When Father Hesburgh throws down … How can we know when the tide of respectable opinion has decisively turned against the teachers’ unions? When a panel that includes Father Hesburgh, Birch Bayh. Bill Bradley, Eleanor Holmes Norton and Roger Wilkins goes medieval on them, saying their resistance to reforms designed to hold schools accountable has hurt “disadvantaged students” and led to “calcified systems in which talented people are deterred from applying or staying as teachers …”
Here are two undiplomatic grafs from the report’s final page:

The unions have battled against the principle that schools and education agencies should be held accountable for the academic progress of their students. They have sought to water down the standards adopted by states to reflect what students should know and be able to do. They have attacked assessments designed to measure the progress of schools, seeking to localize decisions about test content so that the performance of students in one school or community cannot be compared with others. They have resisted innovative ways-such as growth models-to assess student performance.

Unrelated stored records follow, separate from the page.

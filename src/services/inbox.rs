use crate::error::Result;
use crate::models::{Notification, Profile};
use crate::store::NotificationStore;
use std::sync::Arc;
use tracing::debug;
use uuid::Uuid;

/// A user's in-app notifications
pub struct InboxService<S: ?Sized> {
    store: Arc<S>,
}

impl<S: NotificationStore + ?Sized> InboxService<S> {
    pub fn new(store: Arc<S>) -> Self {
        Self { store }
    }

    pub async fn list(&self, user: &Profile) -> Result<Vec<Notification>> {
        Ok(self.store.notifications_for_user(user.id).await?)
    }

    pub async fn unread_count(&self, user: &Profile) -> Result<usize> {
        let notifications = self.store.notifications_for_user(user.id).await?;
        Ok(notifications.iter().filter(|n| !n.is_read).count())
    }

    /// Returns false if the notification is not the user's
    pub async fn mark_read(&self, user: &Profile, notification_id: Uuid) -> Result<bool> {
        let found = self
            .store
            .mark_notification_read(user.id, notification_id)
            .await?;
        if !found {
            debug!(user_id = %user.id, %notification_id, "Notification not found for user");
        }
        Ok(found)
    }

    pub async fn mark_all_read(&self, user: &Profile) -> Result<u64> {
        Ok(self.store.mark_all_notifications_read(user.id).await?)
    }
}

In their attack on education reform, the national unions have often been unconstrained by considerations of propriety and fairness. They have sought to inject weakening amendments in appropriations bills, hoping that they would prevail if no hearings were held and the public was unaware of their efforts. They have used the courts to launch an attack on education reform, employing arguments that could imperil many federal assistance programs going back to the New Deal. They have failed to inform their own members of the content of federal reform laws.

Locally, it will be interesting to see what substantive changes, if any, come out of the current Madison School District / Madison Teachers, Inc. bargaining.